Posted by fermenticattolicivivi@gmail.com su 12/06/2021

Le bombe della Seconda Guerra Mondiale fecero capire a Chiara Lubich quale fosse l’unico ideale che non passa.

Il virus, la pandemia, il crollo delle certezze a cui ci aggrappavamo prima del 10 marzo 2020… Siamo davanti a un bivio anche noi, soccombere o chiederci quale sia l’unico vero ideale che niente e nessuno può far crollare.

Ascoltiamo le parole di Chiara.

«Il movimento è iniziato molto semplicemente nella città di Trento, nell’Alta Italia, nel 1943.

Allora a Trento imperversava la guerra, io mi trovavo con alcune mie compagne nella città, eravamo molto giovani, ognuno di noi aveva un proprio ideale come tutte le giovani, da voler raggiungere nella vita.

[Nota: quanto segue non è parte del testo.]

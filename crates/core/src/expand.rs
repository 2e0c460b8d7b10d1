//! Recurring event expansion
//!
//! Combines the date sequencer with the civil time normalizer and applies the
//! rule's termination policy. This is the entry point external callers use.
//!
//! Expansion is all-or-nothing: every check that can fail (rule validation,
//! zone resolution) runs before the first occurrence is produced, and the
//! returned iterator itself never fails.

use std::iter::FusedIterator;

use chrono::{Duration, NaiveDate, NaiveTime};
use chrono_tz::Tz;

use crate::calendar::add_days;
use crate::error::{RecurrenceError, RecurrenceResult};
use crate::models::{Occurrence, TimeAnchor, TimedOccurrence};
use crate::rule::{RecurrenceRule, Termination, ValidatedRule};
use crate::sequence::{OccurrenceDates, sequence};
use crate::timezone::{to_local, to_utc};
use crate::validation::validate_rule;

/// Expand `rule` from `anchor` into a lazy, ascending occurrence sequence
///
/// FOREVER rules yield an unbounded iterator; bound it with
/// [`Iterator::take`] or [`Occurrences::through`].
///
/// # Errors
///
/// - [`RecurrenceError::InvalidRule`](crate::RecurrenceError::InvalidRule)
///   when the rule fails validation against the anchor
/// - [`RecurrenceError::InvalidTimezone`](crate::RecurrenceError::InvalidTimezone)
///   when either anchor zone is not a known IANA identifier
/// - [`RecurrenceError::AnchorOutOfRange`](crate::RecurrenceError::AnchorOutOfRange)
///   when an anchor time has no UTC instant within chrono's range
pub fn expand(anchor: &TimeAnchor, rule: &RecurrenceRule) -> RecurrenceResult<Occurrences> {
    let validated = validate_rule(rule, anchor).inspect_err(|e| {
        tracing::warn!(reason = %e, "Rejected recurrence rule");
    })?;
    expand_validated(anchor, &validated)
}

/// Expand a rule that has already been validated against `anchor`
pub fn expand_validated(
    anchor: &TimeAnchor,
    rule: &ValidatedRule,
) -> RecurrenceResult<Occurrences> {
    let shape = SlotShape::from_anchor(anchor)?;

    tracing::debug!(
        frequency = %rule.frequency(),
        anchor = %anchor.start_date(),
        "Expanding recurrence"
    );

    let termination = match rule {
        ValidatedRule::Never => Termination::Count(0),
        ValidatedRule::Repeating { termination, .. } => *termination,
    };

    Ok(Occurrences {
        dates: sequence(anchor.start_date(), rule),
        termination,
        emitted: 0,
        shape,
        done: false,
    })
}

/// Expand and collect at most `limit` occurrences
pub fn expand_limited(
    anchor: &TimeAnchor,
    rule: &RecurrenceRule,
    limit: usize,
) -> RecurrenceResult<Vec<Occurrence>> {
    Ok(expand(anchor, rule)?.take(limit).collect())
}

/// How one local start date becomes a full slot
#[derive(Debug, Clone)]
enum SlotShape {
    AllDay {
        span_days: u64,
    },
    Timed {
        start_time: NaiveTime,
        start_tz: Tz,
        end_tz: Tz,
        /// Nominal length, fixed from the anchor
        length: Duration,
    },
}

impl SlotShape {
    fn from_anchor(anchor: &TimeAnchor) -> RecurrenceResult<Self> {
        match anchor {
            TimeAnchor::AllDay { start, end } => Ok(Self::AllDay {
                span_days: u64::try_from((*end - *start).num_days()).unwrap_or(0),
            }),
            TimeAnchor::Timed {
                start,
                start_zone,
                end,
                end_zone,
            } => {
                let start_tz = start_zone.resolve()?;
                let end_tz = end_zone.resolve()?;
                let start_utc =
                    to_utc(*start, &start_tz).ok_or(RecurrenceError::AnchorOutOfRange(*start))?;
                let end_utc =
                    to_utc(*end, &end_tz).ok_or(RecurrenceError::AnchorOutOfRange(*end))?;
                let minutes = (end_utc - start_utc).num_minutes();
                Ok(Self::Timed {
                    start_time: start.time(),
                    start_tz,
                    end_tz,
                    length: Duration::minutes(minutes),
                })
            }
        }
    }

    fn build(&self, date: NaiveDate) -> Option<Occurrence> {
        match self {
            Self::AllDay { span_days } => Some(Occurrence::AllDay {
                start: date,
                end: add_days(date, *span_days)?,
            }),
            Self::Timed {
                start_time,
                start_tz,
                end_tz,
                length,
            } => {
                let start_local = date.and_time(*start_time);
                let start_utc = to_utc(start_local, start_tz)?;
                let end_utc = start_utc.checked_add_signed(*length)?;
                Some(Occurrence::Timed(TimedOccurrence {
                    start_local,
                    end_local: to_local(&end_utc, end_tz)?,
                    start_utc,
                    end_utc,
                }))
            }
        }
    }
}

/// Lazy occurrence sequence returned by [`expand`]
///
/// `start_local` of a timed slot is the scheduled wall-clock time, even when
/// it falls in a DST gap; `start_utc` carries the resolved instant.
#[derive(Debug, Clone)]
pub struct Occurrences {
    dates: OccurrenceDates,
    termination: Termination,
    emitted: u64,
    shape: SlotShape,
    done: bool,
}

impl Occurrences {
    /// Stop after the last occurrence whose local start date is on or before `last`
    pub fn through(self, last: NaiveDate) -> impl Iterator<Item = Occurrence> {
        self.take_while(move |slot| slot.start_date() <= last)
    }

    /// Occurrences whose local start date lies in `first..=last`
    pub fn between(self, first: NaiveDate, last: NaiveDate) -> impl Iterator<Item = Occurrence> {
        self.skip_while(move |slot| slot.start_date() < first)
            .take_while(move |slot| slot.start_date() <= last)
    }

    fn advance(&mut self) -> Option<Occurrence> {
        if let Termination::Count(count) = self.termination {
            if self.emitted > u64::from(count) {
                return None;
            }
        }

        let date = self.dates.next()?;
        if let Termination::Until(until) = self.termination {
            if date > until {
                return None;
            }
        }

        self.emitted += 1;
        // A slot that leaves the calendar range ends the sequence
        self.shape.build(date)
    }
}

impl Iterator for Occurrences {
    type Item = Occurrence;

    fn next(&mut self) -> Option<Self::Item> {
        if self.done {
            return None;
        }
        let slot = self.advance();
        if slot.is_none() {
            self.done = true;
        }
        slot
    }
}

impl FusedIterator for Occurrences {}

Chi aveva come ideale lo studio, e questo era il caso mio, chi invece formarsi una bella famiglia, chi invece costruirsi una bella casa.

Ebbene, proprio la guerra con le sue bombe, faceva crollare un po’ tutte le cose, per cui noi non potevamo raggiungere lo scopo della nostra vita. Sembrava proprio che le circostanze ci dessero una grande lezione, ci facessero una predica e che tutto ci dicesse che tutto è vanità delle vanità, che tutto passa.

Contemporaneamente a questa visione drammatica delle cose, dentro di noi si faceva strada un’idea, che pensiamo un’ispirazione: ci può essere un ideale che non passa, che nessuna bomba può far crollare? E capimmo immediatamente che, sì, c’era un ideale. Quest’ideale era…, Dio!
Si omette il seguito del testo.